Note: Make reasonable assumptions where necessary and clearly state them.

- A 64KB, direct mapped cache has 64 byte blocks. If addresses are 32 bits, how many bits are used the tag, index, and offset in this cache?
- How would the address be divided if the cache were 4-way set associative instead?
- How many bits is the index for a fully associative cache. Explain your answer.
An 8 byte, 2-way set associative (using LRU replacement) with 2 byte blocks receives requests for the following addresses (represented in binary): 0110, 0000, 0010, 0001, 0011, 0100, 1001, 0000, 1010, 1111, 0111 For each access, determine the address in the cache (after the access), whether each access hits or misses, and the categorization of each miss under the “3 C” model. Fill in the worksheet in the format shown below with your answer to this question. You should fill in the cache lines with the tags that reside there. (A cache line is another name for a cache block.)

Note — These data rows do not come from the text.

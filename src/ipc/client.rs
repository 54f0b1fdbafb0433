//! Request-reply client for the calculation engine.
//!
//! This module provides `EngineClient`, a blocking client that holds one
//! REQ socket connected to the engine and performs strictly alternating
//! request-reply exchanges with a timeout on each.

use std::borrow::Cow;
use std::thread;
use std::time::Duration;

use thiserror::Error;
use tracing::{debug, info};

use super::protocol::WireProtocol;
use super::transport::{Transport, TransportKind};

/// Default request timeout in seconds.
pub const DEFAULT_TIMEOUT_SECS: u64 = 30;

/// Address the engine listens on unless configured otherwise.
pub const DEFAULT_ADDRESS: &str = "127.0.0.1:33242";

/// IPC-specific error types.
///
/// These errors provide actionable messages for common failure modes
/// when communicating with the engine.
#[derive(Debug, Error)]
pub enum IpcError {
    /// Failed to connect to the engine endpoint.
    #[error("Connection to {address} failed: {reason}")]
    ConnectionFailed { address: String, reason: String },

    /// Request timed out waiting for a reply.
    #[error("Request timed out after {0:?}")]
    Timeout(Duration),

    /// The engine closed the connection.
    #[error("Connection closed by engine")]
    Closed,

    /// Protocol-level error (encoding).
    #[error("Protocol error: {0}")]
    Protocol(String),

    /// nng socket failure.
    #[error("nng error: {0}")]
    Nng(#[source] nng::Error),

    /// libzmq socket failure.
    #[error("ZeroMQ error: {0}")]
    Zmq(#[source] zmq::Error),
}

impl IpcError {
    /// Returns true if the engine is gone (hung up or stopped answering).
    pub fn is_disconnect(&self) -> bool {
        matches!(self, IpcError::Closed | IpcError::Timeout(_))
    }
}

/// One reply from the engine, kept verbatim.
#[derive(Debug, Clone, PartialEq, Eq)]
pub struct Reply {
    /// Reply body exactly as received.
    pub body: Vec<u8>,
    /// The engine signalled that it is shutting down.
    pub quit: bool,
}

impl Reply {
    /// Reply body as text for printing (invalid UTF-8 is replaced).
    pub fn text(&self) -> Cow<'_, str> {
        String::from_utf8_lossy(&self.body)
    }

    /// Reply used when the engine stopped answering after `quit`.
    pub fn hangup() -> Self {
        Self {
            body: Vec::new(),
            quit: true,
        }
    }
}

/// Request-reply client for the calculation engine.
///
/// # Connection Lifecycle
///
/// - `connect()` - Open the REQ socket and connect it
/// - `connect_with_retry()` - Retry connection with exponential backoff
/// - `request()` - Send one message and wait for its reply (with timeout)
///
/// # Example
///
/// ```ignore
/// use rpn_term::ipc::{EngineClient, TransportKind, WireProtocol};
///
/// let mut client =
///     EngineClient::connect("127.0.0.1:33242", TransportKind::Zmtp, WireProtocol::Raw)?;
/// let reply = client.request("3")?;
/// println!("{}", reply.text());
/// ```
pub struct EngineClient {
    transport: Transport,
    protocol: WireProtocol,
    /// Request timeout duration.
    timeout: Duration,
}

impl EngineClient {
    /// Connect to the engine at `address` (`host:port`).
    ///
    /// # Errors
    ///
    /// Returns `IpcError::ConnectionFailed` if the engine cannot be reached.
    pub fn connect(
        address: &str,
        kind: TransportKind,
        protocol: WireProtocol,
    ) -> Result<Self, IpcError> {
        let timeout = Duration::from_secs(DEFAULT_TIMEOUT_SECS);
        let transport = Transport::connect(kind, address, timeout)?;
        info!("Connected to engine ({} transport, {} protocol)", kind, protocol);

        Ok(Self {
            transport,
            protocol,
            timeout,
        })
    }

    /// Connect with automatic retry and exponential backoff.
    ///
    /// A freshly spawned engine needs a moment before it listens, so startup
    /// retries with delays of 100ms, 200ms, 400ms, etc. Only connection
    /// failures are retried.
    ///
    /// # Errors
    ///
    /// Returns the last connection error if all attempts fail.
    pub fn connect_with_retry(
        address: &str,
        kind: TransportKind,
        protocol: WireProtocol,
        max_attempts: u32,
    ) -> Result<Self, IpcError> {
        let mut last_error = None;

        for attempt in 1..=max_attempts {
            match Self::connect(address, kind, protocol) {
                Ok(client) => return Ok(client),
                Err(e @ IpcError::ConnectionFailed { .. }) => {
                    debug!("Connection attempt {}/{} failed: {}", attempt, max_attempts, e);
                    last_error = Some(e);
                    if attempt < max_attempts {
                        // Exponential backoff: 100ms, 200ms, 400ms, ...
                        let delay = Duration::from_millis(100 * (1 << (attempt - 1).min(6)));
                        thread::sleep(delay);
                    }
                }
                Err(e) => return Err(e),
            }
        }

        Err(last_error.unwrap_or_else(|| IpcError::ConnectionFailed {
            address: address.to_string(),
            reason: "No connection attempts were made".to_string(),
        }))
    }

    /// Set the request timeout duration.
    ///
    /// Default is 30 seconds.
    pub fn set_timeout(&mut self, timeout: Duration) {
        self.timeout = timeout;
    }

    pub fn protocol(&self) -> WireProtocol {
        self.protocol
    }

    /// Send operand text or a command name and wait for the reply.
    ///
    /// # Errors
    ///
    /// Returns error if:
    /// - Request times out (`IpcError::Timeout`)
    /// - The engine hangs up (`IpcError::Closed`)
    /// - The socket library reports a failure (`IpcError::Nng`, `IpcError::Zmq`)
    pub fn request(&mut self, text: &str) -> Result<Reply, IpcError> {
        let deadline = self.timeout;
        self.request_with_timeout(text, deadline)
    }

    /// Like `request`, with an explicit timeout for this exchange only.
    pub fn request_with_timeout(&mut self, text: &str, deadline: Duration) -> Result<Reply, IpcError> {
        let body = self.protocol.encode(text)?;
        debug!("-> {:?} ({})", text, self.transport.kind());

        let body = self.transport.request(&body, deadline)?;

        let quit = self.protocol.is_quit(&body);
        debug!("<- {} bytes{}", body.len(), if quit { " (quit)" } else { "" });

        Ok(Reply { body, quit })
    }
}
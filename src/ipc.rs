//! IPC client for communication with the calculation engine.
//!
//! The engine runs as a separate process and answers one request at a time
//! over a loopback TCP connection:
//!
//! ```text
//! ┌─────────────────┐          TCP (loopback)          ┌─────────────────┐
//! │   rpn-term      │  ◄─────────────────────────────► │     engine      │
//! │ (EngineClient)  │   REQ/REP, one request in flight │   (REP socket)  │
//! └─────────────────┘                                  └─────────────────┘
//! ```
//!
//! # Layers
//!
//! - **Transport** (`TransportKind`): the messaging library. `zmtp` is a
//!   libzmq REQ socket, `sp` is an nng REQ0 socket.
//! - **Protocol** (`WireProtocol`): payload encoding. `raw` sends bare text,
//!   `json` wraps each request in a `request_type`/`payload` envelope.
//!
//! Both are chosen by configuration when the connection is opened.
//!
//! # Usage
//!
//! ```ignore
//! use rpn_term::ipc::{EngineClient, TransportKind, WireProtocol};
//!
//! let mut client = EngineClient::connect_with_retry(
//!     "127.0.0.1:33242",
//!     TransportKind::Zmtp,
//!     WireProtocol::Raw,
//!     8,
//! )?;
//! let reply = client.request("sqrt")?;
//! ```

mod client;
mod protocol;
mod transport;

pub use client::{EngineClient, IpcError, Reply, DEFAULT_ADDRESS, DEFAULT_TIMEOUT_SECS};
pub use protocol::WireProtocol;
pub use transport::{endpoint, Transport, TransportKind};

Address Line 0 Line 1 Hit or Miss Type

0110

0000

0010

....
Smith and Goodman in their research, found that for a given small size, a direct mapped instruction cache consistently outperformed a fully associative cache using LRU replacement. Explain how this would be possible (note that you cannot explain using the 3C’s model because the model ignores replacement policy).
Assume you have a processor with an ideal CPI without memory stalls for each instruction type as follows: ALU=1, Load/Store=1.5, Branch=1.5, Jump=1. Consider an application which has an instruction mix of 40% ALU and logical operations, 30% load and store, 20% branch and 10% jump instructions.
- Assume a 4-way set associative 1-level separate data and instruction cache with a miss rate of 20% (0.20) for data accesses and miss rate of 10% ( 0.10) for instructions, and a miss penalty of 50 cycles for both instruction and data caches (and assume a cache hit takes 1 cycle). What is the effective CPU time (or effective CPI with memory stalls) and the average memory access time for this application with this Cache organization ?
- Now consider a 2 level 4-way unified cache with a level l (L1) miss rate of 20% (0.20) and a level 2 (L2) local miss rate of 30% (0.30). Assume hit time in L1 is 1 cycle, assume miss penalty is 10 cycles if you miss in L1 and hit in L2 (i.e., hit time in L2 is 10 cycles), and assume miss penalty is 50 cycles if you miss in L2 (i.e., miss penalty in L2 is 50 cycles). Derive the equation for the effective CPU time (or effective CPI) and the average memory access time for the same instruction mix as part (a) for this cache organization.
Which of the two designs (between part a and part b) gives a better performance ? Explain your answer.
Hardware pre-fetching was one of the techniques to improve cache performance. Hardware prefetching of cache lines can be viewed as a sort of prediction on which lines ought to be in the cache in the future. Sometimes the prefetching will be correct and will improve the performance while other times the prefetching will be incorrect and will hurt performance. Consider the following system with one level of cache. With no prefetching it exhibits (for some application) a hit time of 1 cycle, a hit rate of 95% and a miss penalty of 100 cycles. With prefetching (on this application, and with no change in hit times and miss penalties), we observe the following:
- 50% of memory accesses are better: hit rate = 97%
- 10% of memory accesses are worse: hit rate = 80%
- the rest of the memory accesses are unchanged.
With the parameters above, is it worth prefetching for this application?

Address	Line 0	Line 1	Hit or Miss Type
0110
0000
0010
....